How many teen-age American boys are cheating their athletic rivals and jeopardizing their own health by taking steroids?

The answer, judging from the latest study in the Journal of the Americn Medical Association, is that the practice is far more prevalent than even most experts had thought.The study disclosed that one of every 15 American male high school seniors uses steroids. Two thirds of the steroid users began taking the artificial hormones by age 16. Forty-percent began at 15 or younger.

All told, as many as half a million young Americans are taking the controversial, muscle-building drug whose use discredited and shamed Canadian sprinter Ben Johnson.

This situation indicates an urgent need to educate students - as well as coaches, school administrators, parents and doctors - on the damaging permanent effects of steroids.

As early as junior high, students need to be informed about possible long-term side effects. Such side effects include: cutting off a child's physical development by briefly accelerating but then shutting off bone growth, reproductive abnormalities, liver damage, sharply increased risk of coronary artery disease and premature heart attacks.

The controversial drug may also affect a teenager's emotional makeup. Users have been found to be prone to sudden fits of rage and show aggressiveness due to a false sense of well-being.

Then there's the way that steroids can erode the user's character.
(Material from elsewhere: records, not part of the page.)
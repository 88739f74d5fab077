//! PostgreSQL repository implementations.

use std::collections::HashMap;

use async_trait::async_trait;
use sea_orm::ActiveValue::{NotSet, Set};
use sea_orm::sea_query::{Expr, extension::postgres::PgExpr};
use sea_orm::{
    ActiveModelTrait, ColumnTrait, EntityTrait, JoinType, PaginatorTrait, QueryFilter, QueryOrder,
    QuerySelect, RelationTrait,
};

use stanza_core::domain::{Category, NewCategory, NewPost, Post};
use stanza_core::error::RepoError;
use stanza_core::ports::{
    CategoryRepository, PageRequest, Paged, PostFilter, PostRepository, SortOrder,
};

use super::entity::category::{self, Entity as CategoryEntity};
use super::entity::post::{self, Entity as PostEntity};
use super::postgres_base::{PostgresBaseRepository, map_db_err};

/// PostgreSQL category repository.
pub type PostgresCategoryRepository = PostgresBaseRepository<CategoryEntity>;

/// PostgreSQL post repository.
pub type PostgresPostRepository = PostgresBaseRepository<PostEntity>;

#[async_trait]
impl CategoryRepository for PostgresCategoryRepository {
    async fn insert(&self, category: NewCategory) -> Result<Category, RepoError> {
        let model = category::ActiveModel {
            id: NotSet,
            name: Set(category.name),
        }
        .insert(&self.db)
        .await
        .map_err(map_db_err)?;

        Ok(Category {
            id: model.id,
            name: model.name,
            posts: Vec::new(),
        })
    }

    async fn find_by_id(&self, id: i32) -> Result<Option<Category>, RepoError> {
        let Some(model) = self.find_model_by_id(id).await? else {
            return Ok(None);
        };

        let post_ids: Vec<i32> = PostEntity::find()
            .filter(post::Column::CategoryId.eq(id))
            .order_by_asc(post::Column::Id)
            .all(&self.db)
            .await
            .map_err(map_db_err)?
            .into_iter()
            .map(|post| post.id)
            .collect();

        Ok(Some(Category {
            id: model.id,
            name: model.name,
            posts: post_ids,
        }))
    }

    async fn list(&self) -> Result<Vec<Category>, RepoError> {
        let models = CategoryEntity::find()
            .order_by_asc(category::Column::Id)
            .all(&self.db)
            .await
            .map_err(map_db_err)?;

        let memberships = PostEntity::find()
            .order_by_asc(post::Column::Id)
            .all(&self.db)
            .await
            .map_err(map_db_err)?;

        let mut by_category: HashMap<i32, Vec<i32>> = HashMap::new();
        for post in memberships {
            by_category.entry(post.category_id).or_default().push(post.id);
        }

        Ok(models
            .into_iter()
            .map(|model| {
                let posts = by_category.remove(&model.id).unwrap_or_default();
                Category {
                    id: model.id,
                    name: model.name,
                    posts,
                }
            })
            .collect())
    }

    async fn delete(&self, id: i32) -> Result<(), RepoError> {
        // FK cascade removes the category's posts with it.
        self.delete_by_id(id).await
    }

    async fn remove_post(&self, category_id: i32, post_id: i32) -> Result<(), RepoError> {
        // A detached post has no owner left, so the row is deleted outright
        // (orphan removal). The ownership filter doubles as the stale guard:
        // a post already reassigned to another category is left untouched.
        let result = PostEntity::delete_many()
            .filter(post::Column::Id.eq(post_id))
            .filter(post::Column::CategoryId.eq(category_id))
            .exec(&self.db)
            .await
            .map_err(map_db_err)?;

        if result.rows_affected == 0 {
            return Err(RepoError::NotFound);
        }

        tracing::debug!(post_id, category_id, "Removed orphaned post");
        Ok(())
    }
}

#[async_trait]
impl PostRepository for PostgresPostRepository {
    async fn insert(&self, post: NewPost) -> Result<Post, RepoError> {
        let model = post::ActiveModel {
            id: NotSet,
            title: Set(post.title),
            body: Set(post.body),
            category_id: Set(post.category_id),
        }
        .insert(&self.db)
        .await
        .map_err(map_db_err)?;

        Ok(model.into())
    }

    async fn find_by_id(&self, id: i32) -> Result<Option<Post>, RepoError> {
        Ok(self.find_model_by_id(id).await?.map(Into::into))
    }

    async fn update(&self, post: Post) -> Result<Post, RepoError> {
        let category_id = post
            .category_id
            .ok_or_else(|| RepoError::Constraint("post requires a category".to_string()))?;

        let model = post::ActiveModel {
            id: Set(post.id),
            title: Set(post.title),
            body: Set(post.body),
            category_id: Set(category_id),
        }
        .update(&self.db)
        .await
        .map_err(map_db_err)?;

        Ok(model.into())
    }

    async fn delete(&self, id: i32) -> Result<(), RepoError> {
        self.delete_by_id(id).await
    }

    async fn list(&self, filter: &PostFilter, page: PageRequest) -> Result<Paged<Post>, RepoError> {
        let mut query = PostEntity::find();

        if let Some(title) = &filter.title {
            query = query.filter(Expr::col(post::Column::Title).ilike(format!("%{title}%")));
        }
        if let Some(body) = &filter.body {
            query = query.filter(Expr::col(post::Column::Body).ilike(format!("%{body}%")));
        }
        if let Some(name) = &filter.category_name {
            query = query
                .join(JoinType::InnerJoin, post::Relation::Category.def())
                .filter(Expr::col(category::Column::Name).ilike(format!("%{name}%")));
        }

        query = match filter.order_id.unwrap_or(SortOrder::Asc) {
            SortOrder::Asc => query.order_by_asc(post::Column::Id),
            SortOrder::Desc => query.order_by_desc(post::Column::Id),
        };

        let paginator = query.paginate(&self.db, page.per_page);
        let totals = paginator
            .num_items_and_pages()
            .await
            .map_err(map_db_err)?;
        let models = paginator
            .fetch_page(page.page - 1)
            .await
            .map_err(map_db_err)?;

        Ok(Paged {
            items: models.into_iter().map(Into::into).collect(),
            page: page.page,
            per_page: page.per_page,
            total_items: totals.number_of_items,
            total_pages: totals.number_of_pages,
        })
    }

    async fn find_by_category_id(&self, category_id: i32) -> Result<Vec<Post>, RepoError> {
        let models = PostEntity::find()
            .filter(post::Column::CategoryId.eq(category_id))
            .order_by_asc(post::Column::Id)
            .all(&self.db)
            .await
            .map_err(map_db_err)?;

        Ok(models.into_iter().map(Into::into).collect())
    }
}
The plain fact is that everyone who uses steroids in competitive sports, whether amateur or professional, is a cheater. The athletic arena is supposed to be a test of individual strength and skill - not of pharmacology. Athletes who seek a hidden advantage from pills or syringes are cheating just as surely as students who sneak crib sheets into exams.

Some Utahns, fortunately, are trying to deal with the problem. Last week, the Utah High School Activities Association, approved a program called Utah Target. The program, still in its infancy, will address the steroid problem as part of its drug-prevention agenda.
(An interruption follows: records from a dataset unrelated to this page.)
use serde::{Deserialize, Serialize};

use super::post::Post;

/// Category entity - a named grouping of posts.
///
/// Posts are held as ids rather than owned values; the membership list and
/// each post's back reference are kept in agreement by [`Category::add_post`]
/// and [`Category::remove_post`].
#[derive(Debug, Clone, PartialEq, Eq, Serialize, Deserialize)]
pub struct Category {
    pub id: i32,
    pub name: String,
    pub posts: Vec<i32>,
}

/// A category that has not been persisted yet.
#[derive(Debug, Clone, Serialize, Deserialize)]
pub struct NewCategory {
    pub name: String,
}

impl Category {
    /// Attach a post, keeping both sides of the link in agreement.
    /// Calling twice with the same post has no additional effect.
    pub fn add_post(&mut self, post: &mut Post) {
        if !self.posts.contains(&post.id) {
            self.posts.push(post.id);
            post.category_id = Some(self.id);
        }
    }

    /// Detach a post. The back reference is cleared only while it still
    /// points at this category, so a post that was reassigned elsewhere
    /// keeps its new owner even if a stale removal arrives afterwards.
    pub fn remove_post(&mut self, post: &mut Post) {
        if let Some(idx) = self.posts.iter().position(|id| *id == post.id) {
            self.posts.remove(idx);
            if post.category_id == Some(self.id) {
                post.category_id = None;
            }
        }
    }
}
//! Post handlers - filtered listing, item view, create, patch.

use actix_web::{HttpResponse, web};
use serde::Deserialize;

use stanza_core::domain::{NewPost, Post};
use stanza_core::ports::{DEFAULT_PAGE_SIZE, PageRequest, PostFilter, SortOrder};
use stanza_shared::dto::{
    CategoryRef, CreatePostRequest, PostDetail, PostListItem, UpdatePostRequest,
};
use stanza_shared::response::Page;

use crate::middleware::error::{AppError, AppResult};
use crate::state::AppState;

/// Query parameters accepted by the post listing.
#[derive(Debug, Deserialize)]
pub struct PostListQuery {
    pub page: Option<u64>,
    pub title: Option<String>,
    pub body: Option<String>,
    pub category_name: Option<String>,
    pub order_id: Option<String>,
}

/// GET /api/posts (supports ?page=2&title=rust&category_name=tech&order_id=desc)
pub async fn list(
    state: web::Data<AppState>,
    query: web::Query<PostListQuery>,
) -> AppResult<HttpResponse> {
    let query = query.into_inner();

    let order_id = match query.order_id.as_deref() {
        None => None,
        Some("asc") => Some(SortOrder::Asc),
        Some("desc") => Some(SortOrder::Desc),
        Some(other) => {
            return Err(AppError::BadRequest(format!(
                "unknown order direction: {}",
                other
            )));
        }
    };

    let filter = PostFilter {
        title: query.title,
        body: query.body,
        category_name: query.category_name,
        order_id,
    };
    let page = PageRequest::new(query.page.unwrap_or(1), DEFAULT_PAGE_SIZE);

    let posts = state.posts.list(&filter, page).await?;

    let mut items = Vec::with_capacity(posts.items.len());
    for post in &posts.items {
        items.push(PostListItem {
            id: post.id,
            title: post.title.clone(),
            summary: post.summary(),
            category: category_ref(&state, post).await?,
        });
    }

    Ok(HttpResponse::Ok().json(Page {
        items,
        page: posts.page,
        per_page: posts.per_page,
        total_items: posts.total_items,
        total_pages: posts.total_pages,
    }))
}

/// GET /api/posts/{id}
pub async fn get(state: web::Data<AppState>, path: web::Path<i32>) -> AppResult<HttpResponse> {
    let id = path.into_inner();

    let post = state
        .posts
        .find_by_id(id)
        .await?
        .ok_or_else(|| AppError::NotFound(format!("post {} not found", id)))?;

    let category = category_ref(&state, &post).await?;

    Ok(HttpResponse::Ok().json(PostDetail {
        id: post.id,
        title: post.title,
        body: post.body,
        category,
    }))
}

/// POST /api/posts
pub async fn create(
    state: web::Data<AppState>,
    body: web::Json<CreatePostRequest>,
) -> AppResult<HttpResponse> {
    let req = body.into_inner();

    let violations = req.validate();
    if !violations.is_empty() {
        return Err(AppError::Validation(violations));
    }
    let category_id = req
        .category_id
        .ok_or_else(|| AppError::BadRequest("category is required".to_string()))?;

    let post = state
        .posts
        .insert(NewPost {
            title: req.title,
            body: req.body,
            category_id,
        })
        .await?;

    let category = category_ref(&state, &post).await?;

    Ok(HttpResponse::Created().json(PostDetail {
        id: post.id,
        title: post.title,
        body: post.body,
        category,
    }))
}

/// PATCH /api/posts/{id} - absent fields keep their stored value
pub async fn patch(
    state: web::Data<AppState>,
    path: web::Path<i32>,
    body: web::Json<UpdatePostRequest>,
) -> AppResult<HttpResponse> {
    let id = path.into_inner();
    let req = body.into_inner();

    let violations = req.validate();
    if !violations.is_empty() {
        return Err(AppError::Validation(violations));
    }

    let mut post = state
        .posts
        .find_by_id(id)
        .await?
        .ok_or_else(|| AppError::NotFound(format!("post {} not found", id)))?;

    if let Some(title) = req.title {
        post.title = title;
    }
    if let Some(body) = req.body {
        post.body = body;
    }
    if let Some(category_id) = req.category_id {
        post.category_id = Some(category_id);
    }

    let post = state.posts.update(post).await?;
    let category = category_ref(&state, &post).await?;

    Ok(HttpResponse::Ok().json(PostDetail {
        id: post.id,
        title: post.title,
        body: post.body,
        category,
    }))
}

/// Resolve the category fields embedded in a post response. A persisted
/// post always has an owner; anything else is a data inconsistency.
async fn category_ref(state: &AppState, post: &Post) -> AppResult<CategoryRef> {
    let category_id = post
        .category_id
        .ok_or_else(|| AppError::Internal(format!("post {} has no category", post.id)))?;

    let category = state
        .categories
        .find_by_id(category_id)
        .await?
        .ok_or_else(|| AppError::Internal(format!("category {} missing", category_id)))?;

    Ok(CategoryRef {
        id: category.id,
        name: category.name,
    })
}
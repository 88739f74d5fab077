//! SeaORM entities backing the domain model.

pub mod category;
pub mod post;
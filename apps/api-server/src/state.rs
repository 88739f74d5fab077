//! Application state - shared across all handlers.

use std::sync::Arc;

use stanza_core::ports::{CategoryRepository, PostRepository};
use stanza_infra::InMemoryRepository;
use stanza_infra::database::DatabaseConfig;

#[cfg(feature = "postgres")]
use stanza_infra::database::{PostgresCategoryRepository, PostgresPostRepository, connect};

/// Shared application state.
#[derive(Clone)]
pub struct AppState {
    pub categories: Arc<dyn CategoryRepository>,
    pub posts: Arc<dyn PostRepository>,
}

impl AppState {
    /// Build the application state with appropriate implementations.
    pub async fn new(db_config: Option<&DatabaseConfig>) -> Self {
        #[cfg(feature = "postgres")]
        {
            if let Some(config) = db_config {
                match connect(config).await {
                    Ok(conn) => {
                        tracing::info!("Application state initialized (postgres)");
                        return Self {
                            categories: Arc::new(PostgresCategoryRepository::new(conn.clone())),
                            posts: Arc::new(PostgresPostRepository::new(conn)),
                        };
                    }
                    Err(e) => {
                        tracing::error!(
                            "Failed to connect to database: {}. Using in-memory fallback.",
                            e
                        );
                    }
                }
            } else {
                tracing::warn!("DATABASE_URL not set. Running without database (in-memory mode).");
            }
        }

        #[cfg(not(feature = "postgres"))]
        {
            let _ = db_config;
            tracing::info!("Running without postgres feature - using in-memory repositories");
        }

        Self::in_memory()
    }

    /// State backed entirely by the in-memory store. Also used by tests.
    pub fn in_memory() -> Self {
        let repo = InMemoryRepository::new();
        Self {
            categories: Arc::new(repo.clone()),
            posts: Arc::new(repo),
        }
    }
}
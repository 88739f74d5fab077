use sea_orm_migration::prelude::*;

use super::m20250301_000001_create_categories::Categories;

#[derive(DeriveMigrationName)]
pub struct Migration;

#[async_trait::async_trait]
impl MigrationTrait for Migration {
    async fn up(&self, manager: &SchemaManager) -> Result<(), DbErr> {
        manager
            .create_table(
                Table::create()
                    .table(Posts::Table)
                    .if_not_exists()
                    .col(
                        ColumnDef::new(Posts::Id)
                            .integer()
                            .not_null()
                            .auto_increment()
                            .primary_key(),
                    )
                    .col(ColumnDef::new(Posts::Title).string().not_null())
                    .col(ColumnDef::new(Posts::Body).text().not_null())
                    .col(ColumnDef::new(Posts::CategoryId).integer().not_null())
                    .foreign_key(
                        ForeignKey::create()
                            .name("fk_posts_category_id")
                            .from(Posts::Table, Posts::CategoryId)
                            .to(Categories::Table, Categories::Id)
                            .on_update(ForeignKeyAction::Cascade)
                            .on_delete(ForeignKeyAction::Cascade),
                    )
                    .to_owned(),
            )
            .await?;

        manager
            .create_index(
                Index::create()
                    .name("idx_posts_category_id")
                    .table(Posts::Table)
                    .col(Posts::CategoryId)
                    .to_owned(),
            )
            .await
    }

    async fn down(&self, manager: &SchemaManager) -> Result<(), DbErr> {
        manager
            .drop_table(Table::drop().table(Posts::Table).to_owned())
            .await
    }
}

#[derive(DeriveIden)]
enum Posts {
    Table,
    Id,
    Title,
    Body,
    CategoryId,
}
//! Category handlers - read-only listing and item views.

use actix_web::{HttpResponse, web};

use stanza_shared::dto::{CategoryDetail, CategoryRef, CategoryResponse, PostListItem};

use crate::middleware::error::{AppError, AppResult};
use crate::state::AppState;

/// GET /api/categories
pub async fn list(state: web::Data<AppState>) -> AppResult<HttpResponse> {
    let categories = state.categories.list().await?;

    let items: Vec<CategoryResponse> = categories
        .into_iter()
        .map(|category| CategoryResponse {
            id: category.id,
            name: category.name,
            posts: category.posts,
        })
        .collect();

    Ok(HttpResponse::Ok().json(items))
}

/// GET /api/categories/{id}
pub async fn get(state: web::Data<AppState>, path: web::Path<i32>) -> AppResult<HttpResponse> {
    let id = path.into_inner();

    let category = state
        .categories
        .find_by_id(id)
        .await?
        .ok_or_else(|| AppError::NotFound(format!("category {} not found", id)))?;

    // The item view carries the posts in list projection: summary, no body.
    let reference = CategoryRef {
        id: category.id,
        name: category.name.clone(),
    };
    let posts: Vec<PostListItem> = state
        .posts
        .find_by_category_id(id)
        .await?
        .into_iter()
        .map(|post| PostListItem {
            id: post.id,
            summary: post.summary(),
            title: post.title,
            category: reference.clone(),
        })
        .collect();

    Ok(HttpResponse::Ok().json(CategoryDetail {
        id: category.id,
        name: category.name,
        posts,
    }))
}

#[cfg(test)]
mod tests {
    use actix_web::{App, test, web};
    use serde_json::Value;

    use stanza_core::domain::{NewCategory, NewPost};

    use crate::state::AppState;

    async fn state_with_tech_posts() -> AppState {
        let state = AppState::in_memory();
        let tech = state
            .categories
            .insert(NewCategory {
                name: "Tech".to_string(),
            })
            .await
            .unwrap();
        state
            .categories
            .insert(NewCategory {
                name: "Science".to_string(),
            })
            .await
            .unwrap();
        state
            .posts
            .insert(NewPost {
                title: "Hello".to_string(),
                body: "A".repeat(100),
                category_id: tech.id,
            })
            .await
            .unwrap();
        state
    }

    #[actix_rt::test]
    async fn list_returns_categories_with_post_ids() {
        let state = state_with_tech_posts().await;
        let app = test::init_service(
            App::new()
                .app_data(web::Data::new(state))
                .configure(crate::handlers::configure_routes),
        )
        .await;

        let req = test::TestRequest::get().uri("/api/categories").to_request();
        let body: Value = test::call_and_read_body_json(&app, req).await;

        let items = body.as_array().unwrap();
        assert_eq!(items.len(), 2);
        assert_eq!(items[0]["name"], "Tech");
        assert_eq!(items[0]["posts"].as_array().unwrap().len(), 1);
        assert_eq!(items[1]["posts"].as_array().unwrap().len(), 0);
    }

    #[actix_rt::test]
    async fn item_view_embeds_posts_in_list_projection() {
        let state = state_with_tech_posts().await;
        let app = test::init_service(
            App::new()
                .app_data(web::Data::new(state))
                .configure(crate::handlers::configure_routes),
        )
        .await;

        let req = test::TestRequest::get()
            .uri("/api/categories/1")
            .to_request();
        let body: Value = test::call_and_read_body_json(&app, req).await;

        assert_eq!(body["name"], "Tech");
        let posts = body["posts"].as_array().unwrap();
        assert_eq!(posts.len(), 1);
        // Nested posts are summarized, never carrying the full body.
        assert!(posts[0].get("body").is_none());
        assert_eq!(
            posts[0]["summary"],
            format!("{}{}", "A".repeat(70), "[...]")
        );
    }

    #[actix_rt::test]
    async fn unknown_category_is_a_problem_json_404() {
        let state = AppState::in_memory();
        let app = test::init_service(
            App::new()
                .app_data(web::Data::new(state))
                .configure(crate::handlers::configure_routes),
        )
        .await;

        let req = test::TestRequest::get()
            .uri("/api/categories/999")
            .to_request();
        let resp = test::call_service(&app, req).await;

        assert_eq!(resp.status(), actix_web::http::StatusCode::NOT_FOUND);
        let body: Value = test::read_body_json(resp).await;
        assert_eq!(body["status"], 404);
        assert_eq!(body["title"], "Not Found");
    }
}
Dave Wilkey, assistant director of UHSAA, says that a school administrator "would have to be blind not to see the need for a steroid education program."

Beyond the health problems of steroids, users are introduced into illegal activities by obtaining the drug through the black market. Studies showed that teenagers' black-market sources included coaches, physicians, pharmacists and veterinarians.

We urge all Utah high schools to become involved with Utah Target to curtail the use of steroids with its accompanying black-market activity.

But if education programs are to be effective, they must deal with more than just the health dangers or even the cheating involved in steroid use. Sadly, part of the drug's appeal is to personal vanity.

Studies show that nearly 27 percent of high school boys using steroids were enticed to take artificial hormones to improve their appearance. The boys wanted to look more mature physically to attract girls. Sadly, then, the steroid problem points to society's preoccupation with appearances.

In addition to understanding steroids, it would be healthy if people would begin to recognize that not everyone has the physical capacity to become an athletic star. Praise should be given to teenagers who achieve in other areas of scholarship such as drama, debate, and music. Besides, what's wrong with being an ordinary, decent human being?

If we care about the health of Utah's teenagers, we need to change some of our values and support drug-prevention programs in our schools.